- [Your objective]:
Keeping every word the same, return the listing from its first line until the line holding "#[derive(Debug, Clone, PartialEq, Eq, Serialize, Deserialize)]" has been returned as well.

- [Material supplied]:
____________________

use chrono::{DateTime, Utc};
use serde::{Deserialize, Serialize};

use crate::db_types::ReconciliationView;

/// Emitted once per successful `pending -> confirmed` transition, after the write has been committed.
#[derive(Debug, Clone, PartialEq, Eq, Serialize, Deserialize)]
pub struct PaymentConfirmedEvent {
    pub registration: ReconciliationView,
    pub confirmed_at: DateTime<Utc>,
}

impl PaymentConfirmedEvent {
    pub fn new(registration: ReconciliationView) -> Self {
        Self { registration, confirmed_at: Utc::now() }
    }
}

____________________

- [Answer box]:
use chrono::{DateTime, Utc};
use serde::{Deserialize, Serialize};

use crate::db_types::ReconciliationView;

/// Emitted once per successful `pending -> confirmed` transition, after the write has been committed.
#[derive(Debug, Clone, PartialEq, Eq, Serialize, Deserialize)]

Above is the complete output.